The sensory evaluation of the samples was performed after 7 days of storage at 4 ± 1 °C. The pasta was cooked in salted cooking water, and 10 g of the sample was served in a monadic way on disposable white plates coded with random three-digit numbers; drinking water was also supplied for palate cleansing. One hundred untrained consumers, recruited at the Center of Rural Sciences at UFSM, participated in the sensory analysis. The affective test was used to evaluate the acceptance of the products (MONTEIRO, 1984) in terms of the attributes of color, odor, flavor, texture, and overall appearance, using a 7-point structured hedonic scale with the ends anchored by dislike very much (1) and liked very much (7).
Data were submitted to analysis of variance (ANOVA), followed by Tukey’s test for comparison of means. Results were considered significant when P < 0.05. Statistical analyses were performed using STATISTICA version 7.0 (StatSoft Inc, Tulsa, OK, USA).
RESULTS AND DISCUSSION:
Phenolic compounds in the free and microencapsulated soybean molasses extracts.

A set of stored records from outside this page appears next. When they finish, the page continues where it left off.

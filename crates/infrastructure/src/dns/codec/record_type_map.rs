//! Mapping between `rootwalk_domain::RecordType` and `hickory_proto::rr::RecordType`.

use hickory_proto::rr::RecordType as HickoryRecordType;
use rootwalk_domain::RecordType;

/// Bidirectional mapper between domain and hickory record types.
///
/// Both sides carry unknown codes, so the mapping is total.
pub struct RecordTypeMapper;

impl RecordTypeMapper {
    pub fn to_hickory(record_type: RecordType) -> HickoryRecordType {
        match record_type {
            RecordType::A => HickoryRecordType::A,
            RecordType::NS => HickoryRecordType::NS,
            RecordType::CNAME => HickoryRecordType::CNAME,
            RecordType::SOA => HickoryRecordType::SOA,
            RecordType::PTR => HickoryRecordType::PTR,
            RecordType::MX => HickoryRecordType::MX,
            RecordType::TXT => HickoryRecordType::TXT,
            RecordType::AAAA => HickoryRecordType::AAAA,
            RecordType::SRV => HickoryRecordType::SRV,
            RecordType::OPT => HickoryRecordType::OPT,
            // DNSSEC types and unknown codes go through the numeric value.
            other => HickoryRecordType::from(other.to_u16()),
        }
    }

    pub fn from_hickory(hickory_type: HickoryRecordType) -> RecordType {
        match hickory_type {
            HickoryRecordType::A => RecordType::A,
            HickoryRecordType::NS => RecordType::NS,
            HickoryRecordType::CNAME => RecordType::CNAME,
            HickoryRecordType::SOA => RecordType::SOA,
            HickoryRecordType::PTR => RecordType::PTR,
            HickoryRecordType::MX => RecordType::MX,
            HickoryRecordType::TXT => RecordType::TXT,
            HickoryRecordType::AAAA => RecordType::AAAA,
            HickoryRecordType::SRV => RecordType::SRV,
            HickoryRecordType::OPT => RecordType::OPT,
            other => RecordType::from_u16(u16::from(other)),
        }
    }
}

The total phenolic content in the free soybean molasses extract was 167.49 ± 0.02 mg GAE/100 g, and the antioxidant activity was 191.02 ±0.96 µmol Trolox/g. The microparticles exhibited 30.28 ± 0.03 µmol Trolox/g and antioxidant activity of 90.03 ±0.17 µmol Trolox/g, corresponding to the amount of extract used during the microencapsulation process, thus obtaining a total of 20 g of microparticles.
The microencapsulation resulted in retention of 20% of the phenolic compounds present in the initial extract, probably due to the high temperatures used in the spray drying process, as phenolic concentrations in soybean products have been shown to depend on the processing conditions, especially temperature (ZHANG et al., 2003). It is also noted that the antioxidant activity decreased with the microencapsulation process.
Although, the microencapsulation process led to a high degradation of bioactive compounds, use of Hi-maize® as an encapsulating agent allowed greater encapsulation efficiency, yielding 20 g capsules per 100 mL of encapsulated extract. Encapsulation efficiency is defined by the amount of compound trapped within the microcapsule and depends on the inlet air temperature, encapsulating agent, and the affinity between the encapsulating agent and the compound to be encapsulated, among other factors (KISSEL et al., 2006).
As shown in table 1, the pH of pasta gradually decreased during storage, while the water activity remained stable. Although, the phenolic content of both the raw pasta with free extract and with the microparticles decreased during storage, the pasta containing the microparticles exhibited higher phenolic levels at the end of the storage period. Similar behavior was observed for the cooked pasta, despite presenting higher phenolic losses after cooking. The phenolics content remained until the 14th day of storage for both the pastas made with free extract and microparticles however, pasta containing the microparticles was more stable upon heating.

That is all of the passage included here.